A one-off 5 per cent wealth tax on the top 10 per cent would raise $4.03tn, or 19 per cent of current GDP. This would have reduced the richest decile’s net worth in the third quarter last year to $76.7tn. They would have been 2.1 per cent better off than a year earlier, rather than 7.5 per cent better off without the tax. Such a tax might well comfortably pay for the Biden administration’s plans over the next couple of years. It would reverse part of the long-term increase in wealth inequality and it would immediately lift the burden of financing the government from the central bank.

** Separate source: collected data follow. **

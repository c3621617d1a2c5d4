//! Installing the realtime wrapper on a registered service.

use std::sync::Arc;

use beacon_service::{App, MethodSet, ServiceHandle};

use crate::config::RealtimeConfig;
use crate::error::InstallError;
use crate::interceptor::RealtimeService;
use crate::registry::resolve;
use crate::relay::EventRelay;

/// Returns the methods an installation on `handle` would instrument: those
/// requested, implemented by the service, and mapped to an event name.
#[must_use]
pub fn effective_methods(handle: &dyn ServiceHandle, config: &RealtimeConfig) -> MethodSet {
    config
        .methods
        .intersection(handle.methods())
        .intersection(config.event_map.emitting())
}

/// Wraps the service registered under `service_name` so that every
/// successful call to an instrumented method emits a lifecycle event.
///
/// The wrapper replaces the registry entry in place. It keeps the service's
/// path, hooks and event bus, so hooks registered before or after the install
/// run as usual and the emitted payload is the final, post-hook result.
/// Handles looked up before the install keep calling the unwrapped service.
///
/// Installing on a service for which no requested method is both implemented
/// and event-mapped is a no-op.
///
/// # Errors
///
/// - [`InstallError::InvalidConfig`] if the configuration fails validation
/// - [`InstallError::ServiceNotFound`] if nothing is registered there
/// - [`InstallError::AlreadyWrapped`] if a previous install already emits for
///   one of the methods this one would instrument
pub fn install(app: &mut App, service_name: &str, config: RealtimeConfig) -> Result<(), InstallError> {
    config.validate()?;
    let handle = resolve(app, service_name)?;

    let methods = effective_methods(handle.as_ref(), &config);
    let overlap = methods.intersection(handle.realtime_methods());
    if !overlap.is_empty() {
        return Err(InstallError::AlreadyWrapped {
            service: handle.path().to_string(),
            methods: overlap,
        });
    }

    if methods.is_empty() {
        tracing::debug!(
            service = handle.path(),
            requested = ?config.methods,
            "no method to instrument, realtime wrapper not installed"
        );
        return Ok(());
    }

    let publisher = config
        .publisher()
        .cloned()
        .unwrap_or_else(|| handle.publisher());
    let relay = EventRelay::new(handle.path(), publisher, &config);
    let wrapped = RealtimeService::new(Arc::clone(&handle), relay, methods);

    tracing::info!(
        service = handle.path(),
        ?methods,
        emit_on = ?config.emit_on,
        "realtime wrapper installed"
    );
    app.replace_service(Arc::new(wrapped));
    Ok(())
}

/// Alias of [`install`].
///
/// # Errors
///
/// See [`install`].
pub fn realtime_wrapper(
    app: &mut App,
    service_name: &str,
    config: RealtimeConfig,
) -> Result<(), InstallError> {
    install(app, service_name, config)
}

#[cfg(test)]
mod tests {
    use super::*;
    use beacon_service::{MemoryService, Method, Params, Service, ServiceResult};
    use serde_json::{Value, json};

    struct ReadOnly;

    #[async_trait::async_trait]
    impl Service for ReadOnly {
        fn methods(&self) -> MethodSet {
            MethodSet::from([Method::Get, Method::Find])
        }

        async fn find(&self, _params: Params) -> ServiceResult {
            Ok(Value::Array(Vec::new()))
        }
    }

    #[test]
    fn effective_set_requires_support_and_an_event_name() {
        let mut app = App::new();
        app.use_service("tasks", MemoryService::new()).unwrap();
        let handle = app.service("tasks").unwrap();

        let config = RealtimeConfig::default().with_methods([Method::Create, Method::Get]);
        assert_eq!(
            effective_methods(handle.as_ref(), &config),
            MethodSet::from([Method::Create])
        );

        let config = config.with_event(Method::Get, "fetched");
        assert_eq!(
            effective_methods(handle.as_ref(), &config),
            MethodSet::from([Method::Create, Method::Get])
        );
    }

    #[test]
    fn installing_on_a_read_only_service_is_a_no_op() {
        let mut app = App::new();
        app.use_service("reports", ReadOnly).unwrap();
        let before = app.service("reports").unwrap();

        install(&mut app, "reports", RealtimeConfig::default()).unwrap();

        let after = app.service("reports").unwrap();
        assert!(Arc::ptr_eq(&before, &after));
        assert!(after.realtime_methods().is_empty());
    }

    #[test]
    fn install_replaces_the_registry_entry() {
        let mut app = App::new();
        app.use_service("tasks", MemoryService::new()).unwrap();

        realtime_wrapper(&mut app, "/tasks", RealtimeConfig::default()).unwrap();

        let handle = app.service("tasks").unwrap();
        assert_eq!(handle.path(), "tasks");
        assert_eq!(handle.realtime_methods(), MethodSet::MUTATING);
    }

    #[test]
    fn invalid_config_is_rejected_before_lookup() {
        let mut app = App::new();
        let config = RealtimeConfig::default().with_event(Method::Create, "");

        assert!(matches!(
            install(&mut app, "missing", config),
            Err(InstallError::InvalidConfig(_))
        ));
    }

    #[tokio::test]
    async fn overlapping_reinstall_is_rejected() {
        let mut app = App::new();
        app.use_service("tasks", MemoryService::new()).unwrap();
        install(&mut app, "tasks", RealtimeConfig::default().with_methods([Method::Create])).unwrap();

        let err = install(&mut app, "tasks", RealtimeConfig::default()).unwrap_err();
        assert!(matches!(
            err,
            InstallError::AlreadyWrapped { ref service, methods }
                if service == "tasks" && methods == MethodSet::from([Method::Create])
        ));

        let created = app
            .service("tasks")
            .unwrap()
            .create(json!({ "n": 1 }), Params::default())
            .await
            .unwrap();
        assert_eq!(created["n"], json!(1));
    }
}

The tax would redistribute wealth away from a sector of society which by virtue of its size can only consume so much, stimulating the economy. This would help financial markets return to their economic function of price discovery and efficient capital allocation, free from the distorting hand of the Federal Reserve. It would help remove the need for zero interest rates and quantitative easing, policies that have helped promote the ailments currently afflicting the economy, such as widening inequality, cycles of speculative bubbles and busts, rising debt levels and declining productivity growth.

It’s popular, too. A Reuters/Ipsos poll in January 2020 found that 64 per cent of respondents favoured a wealth tax, with 77 per cent of Democrats and 53 per cent of Republicans in favour. Unquestionably, the owners of financial assets have enjoyed windfall gains over the past decade, courtesy of QE and low interest rates. There is, therefore, a strong moral argument of basic fairness behind a wealth tax.

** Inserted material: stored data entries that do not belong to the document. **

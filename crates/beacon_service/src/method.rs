//! Service method names and method sets.
//!
//! Every service exposes some subset of six CRUD-style operations. [`Method`]
//! names one of them; [`MethodSet`] is a small copyable set used to describe
//! what a service implements and what a wrapper instruments.

use core::fmt;
use core::str::FromStr;

use serde::{Deserialize, Serialize};

// ─────────────────────────────────────────────────────────────────────────────
// Method
// ─────────────────────────────────────────────────────────────────────────────

/// A CRUD-style service operation.
#[derive(Debug, Clone, Copy, PartialEq, Eq, Hash, PartialOrd, Ord, Serialize, Deserialize)]
#[serde(rename_all = "lowercase")]
pub enum Method {
    /// Fetch a single record by id.
    Get,
    /// Query a collection.
    Find,
    /// Create one record.
    Create,
    /// Replace a record.
    Update,
    /// Merge changes into one or more records.
    Patch,
    /// Delete one or more records.
    Remove,
}

impl Method {
    /// All methods in canonical order.
    pub const ALL: [Method; 6] = [
        Method::Get,
        Method::Find,
        Method::Create,
        Method::Update,
        Method::Patch,
        Method::Remove,
    ];

    /// Returns the lowercase method name.
    #[must_use]
    pub fn as_str(self) -> &'static str {
        match self {
            Method::Get => "get",
            Method::Find => "find",
            Method::Create => "create",
            Method::Update => "update",
            Method::Patch => "patch",
            Method::Remove => "remove",
        }
    }

    /// Returns `true` for operations that change state.
    #[must_use]
    pub fn is_mutating(self) -> bool {
        !matches!(self, Method::Get | Method::Find)
    }

    fn bit(self) -> u8 {
        1 << (self as u8)
    }
}

impl fmt::Display for Method {
    fn fmt(&self, f: &mut fmt::Formatter<'_>) -> fmt::Result {
        f.write_str(self.as_str())
    }
}

/// Error returned when parsing an unknown method name.
#[derive(Debug, Clone, PartialEq, Eq, thiserror::Error)]
#[error("unknown service method '{0}'")]
pub struct UnknownMethod(pub String);

impl FromStr for Method {
    type Err = UnknownMethod;

    fn from_str(s: &str) -> Result<Self, Self::Err> {
        Method::ALL
            .into_iter()
            .find(|method| method.as_str() == s)
            .ok_or_else(|| UnknownMethod(s.to_string()))
    }
}

// ─────────────────────────────────────────────────────────────────────────────
// MethodSet
// ─────────────────────────────────────────────────────────────────────────────

/// A set of [`Method`]s.
///
/// Serializes as a list of method names, e.g. `["create", "remove"]`.
#[derive(Clone, Copy, Default, PartialEq, Eq, Hash, Serialize, Deserialize)]
#[serde(from = "Vec<Method>", into = "Vec<Method>")]
pub struct MethodSet(u8);

impl MethodSet {
    /// Every method.
    pub const ALL: MethodSet = MethodSet(0b11_1111);

    /// The state-changing methods: create, update, patch, remove.
    pub const MUTATING: MethodSet = MethodSet(0b11_1100);

    /// Creates an empty set.
    #[must_use]
    pub const fn empty() -> Self {
        MethodSet(0)
    }

    /// Returns `true` if the set contains `method`.
    #[must_use]
    pub fn contains(self, method: Method) -> bool {
        self.0 & method.bit() != 0
    }

    /// Adds `method` to the set.
    pub fn insert(&mut self, method: Method) {
        self.0 |= method.bit();
    }

    /// Returns a copy of the set with `method` added.
    #[must_use]
    pub fn with(mut self, method: Method) -> Self {
        self.insert(method);
        self
    }

    /// Returns the methods present in either set.
    #[must_use]
    pub fn union(self, other: MethodSet) -> Self {
        MethodSet(self.0 | other.0)
    }

    /// Returns the methods present in both sets.
    #[must_use]
    pub fn intersection(self, other: MethodSet) -> Self {
        MethodSet(self.0 & other.0)
    }

    /// Returns `true` if no method is present.
    #[must_use]
    pub fn is_empty(self) -> bool {
        self.0 == 0
    }

    /// Returns the number of methods in the set.
    #[must_use]
    pub fn len(self) -> usize {
        self.0.count_ones() as usize
    }

    /// Iterates the set in canonical order.
    pub fn iter(self) -> impl Iterator<Item = Method> {
        Method::ALL
            .into_iter()
            .filter(move |method| self.contains(*method))
    }
}

impl fmt::Debug for MethodSet {
    fn fmt(&self, f: &mut fmt::Formatter<'_>) -> fmt::Result {
        f.debug_set().entries(self.iter()).finish()
    }
}

impl FromIterator<Method> for MethodSet {
    fn from_iter<I: IntoIterator<Item = Method>>(iter: I) -> Self {
        let mut set = MethodSet::empty();
        for method in iter {
            set.insert(method);
        }
        set
    }
}

impl<const N: usize> From<[Method; N]> for MethodSet {
    fn from(methods: [Method; N]) -> Self {
        methods.into_iter().collect()
    }
}

impl From<Vec<Method>> for MethodSet {
    fn from(methods: Vec<Method>) -> Self {
        methods.into_iter().collect()
    }
}

impl From<MethodSet> for Vec<Method> {
    fn from(set: MethodSet) -> Self {
        set.iter().collect()
    }
}

#[cfg(test)]
mod tests {
    use super::*;

    #[test]
    fn parses_lowercase_names() {
        assert_eq!("patch".parse::<Method>(), Ok(Method::Patch));
        assert_eq!(
            "PATCH".parse::<Method>(),
            Err(UnknownMethod("PATCH".to_string()))
        );
    }

    #[test]
    fn only_reads_are_non_mutating() {
        let reads: Vec<_> = Method::ALL.into_iter().filter(|m| !m.is_mutating()).collect();
        assert_eq!(reads, vec![Method::Get, Method::Find]);
    }

    #[test]
    fn mutating_set_matches_predicate() {
        let expected: MethodSet = Method::ALL.into_iter().filter(|m| m.is_mutating()).collect();
        assert_eq!(MethodSet::MUTATING, expected);
        assert_eq!(MethodSet::ALL.len(), 6);
    }

    #[test]
    fn set_operations() {
        let a = MethodSet::from([Method::Create, Method::Get]);
        let b = MethodSet::from([Method::Create, Method::Remove]);

        assert_eq!(a.intersection(b), MethodSet::from([Method::Create]));
        assert_eq!(a.union(b).len(), 3);
        assert!(MethodSet::empty().is_empty());
        assert!(!a.contains(Method::Remove));
    }

    #[test]
    fn iterates_in_canonical_order() {
        let set = MethodSet::from([Method::Remove, Method::Get, Method::Patch]);
        let methods: Vec<_> = set.iter().collect();
        assert_eq!(methods, vec![Method::Get, Method::Patch, Method::Remove]);
    }

    #[test]
    fn serializes_as_name_list() {
        let set = MethodSet::from([Method::Create, Method::Remove]);
        let json = serde_json::to_value(set).unwrap();
        assert_eq!(json, serde_json::json!(["create", "remove"]));

        let back: MethodSet = serde_json::from_value(json).unwrap();
        assert_eq!(back, set);
    }
}
//! Service lookup.

use std::sync::Arc;

use beacon_service::{App, ServiceHandle, normalize_path};

use crate::error::InstallError;

/// Resolves the service registered under `path`.
///
/// # Errors
///
/// Returns [`InstallError::ServiceNotFound`] if nothing is registered there.
pub fn resolve(app: &App, path: &str) -> Result<Arc<dyn ServiceHandle>, InstallError> {
    app.service(path)
        .ok_or_else(|| InstallError::ServiceNotFound(normalize_path(path).to_string()))
}

#[cfg(test)]
mod tests {
    use super::*;
    use beacon_service::MemoryService;

    #[test]
    fn resolves_registered_services_by_normalized_path() {
        let mut app = App::new();
        app.use_service("code", MemoryService::new()).unwrap();

        assert_eq!(resolve(&app, "/code").unwrap().path(), "code");
        assert!(matches!(
            resolve(&app, "/missing/"),
            Err(InstallError::ServiceNotFound(path)) if path == "missing"
        ));
    }
}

In the UK, the Office for National Statistics reported that in 2018, the wealthiest 10 per cent had aggregate net wealth of £6.5tn, just over 300 per cent of GDP. A 1 per cent net wealth tax on the richest 10 per cent would theoretically yield revenues equivalent to 3 per cent of GDP, comparable with a 3.7 per cent of GDP yield in the US.

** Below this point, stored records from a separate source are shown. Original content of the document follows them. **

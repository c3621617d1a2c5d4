//! The hook-integrated entry point of a registered service.

use std::sync::Arc;

use async_trait::async_trait;
use serde_json::Value;

use crate::call::{Id, Params, ServiceCall};
use crate::error::ServiceResult;
use crate::events::{EventBus, Publisher};
use crate::hooks::ServiceHooks;
use crate::method::MethodSet;

/// A service as the application exposes it: calls go through its hook chain.
///
/// [`HookedService`](crate::hooked::HookedService) is the host implementation.
/// Decorators (such as the realtime wrapper) implement this trait by
/// delegating to another handle, so a decorated service keeps the same
/// path, hooks and event bus.
#[async_trait]
pub trait ServiceHandle: Send + Sync + 'static {
    /// Returns the normalized service path.
    fn path(&self) -> &str;

    /// Returns the operations the underlying service implements.
    fn methods(&self) -> MethodSet;

    /// Returns the service's hook registry.
    fn hooks(&self) -> &ServiceHooks;

    /// Returns the service's event bus.
    fn events(&self) -> &Arc<EventBus>;

    /// Returns the publisher lifecycle events should go to.
    ///
    /// Defaults to the service's event bus.
    fn publisher(&self) -> Arc<dyn Publisher> {
        Arc::clone(self.events()) as Arc<dyn Publisher>
    }

    /// Returns the methods already instrumented with lifecycle events.
    fn realtime_methods(&self) -> MethodSet {
        MethodSet::empty()
    }

    /// Invokes an operation through the full hook chain.
    async fn invoke(&self, call: ServiceCall) -> ServiceResult;
}

impl dyn ServiceHandle {
    /// Calls `get` through the hook chain.
    pub async fn get(&self, id: impl Into<Id>, params: Params) -> ServiceResult {
        self.invoke(ServiceCall::Get {
            id: id.into(),
            params,
        })
        .await
    }

    /// Calls `find` through the hook chain.
    pub async fn find(&self, params: Params) -> ServiceResult {
        self.invoke(ServiceCall::Find { params }).await
    }

    /// Calls `create` through the hook chain.
    pub async fn create(&self, data: Value, params: Params) -> ServiceResult {
        self.invoke(ServiceCall::Create { data, params }).await
    }

    /// Calls `update` through the hook chain.
    pub async fn update(&self, id: impl Into<Id>, data: Value, params: Params) -> ServiceResult {
        self.invoke(ServiceCall::Update {
            id: id.into(),
            data,
            params,
        })
        .await
    }

    /// Calls `patch` through the hook chain.
    pub async fn patch(&self, id: Option<Id>, data: Value, params: Params) -> ServiceResult {
        self.invoke(ServiceCall::Patch { id, data, params }).await
    }

    /// Calls `remove` through the hook chain.
    pub async fn remove(&self, id: Option<Id>, params: Params) -> ServiceResult {
        self.invoke(ServiceCall::Remove { id, params }).await
    }
}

The diversification of UK wealth across asset classes complicates the implementation of a tax on the richest decile, with just 21.5 per cent of their wealth in directly held financial assets and a further 43.7 per cent in pensions. However, it is plausible that the data understate the true net worth of the UK’s richest. The inclusion of assets held offshore, particularly in tax havens, would probably produce much greater levels of taxable wealth.

A one-off windfall tax of 5 per cent on just the richest 1 per cent of UK households could yield revenues equivalent to up to 7.9 per cent of GDP. Meanwhile, a 1 per cent annual tax would produce revenues equivalent to up to 1.6 per cent of GDP each year. In comparison, increasing UK corporation tax from 19 per cent to 24 per cent would theoretically raise an extra £14.5bn, equivalent to about 0.7 per cent of current GDP.

Anaesthetised by a long period of low inflation, financial markets are mostly convinced that expanding fiscal deficits will not lead to notably higher inflation. This judgment may prove incorrect. The US economy has potential sources of immediate demand derived from the latest fiscal packages and excess household savings. The US has also just witnessed the fastest growth of the money supply on record. 

If an inflationary shock is combined with continued deficit monetisation, a lurch into a self-sustaining inflation spiral becomes probable. Wealth taxes can provide a route out of this conundrum. Given the variability of asset returns, a one-off wealth tax is most likely fairer than an annual tax. The introduction of one on the richest citizens is a potential game-changer, an exit from a debt monetisation road that ultimately leads to economic hell. Politically, we may have to turn left to avoid it.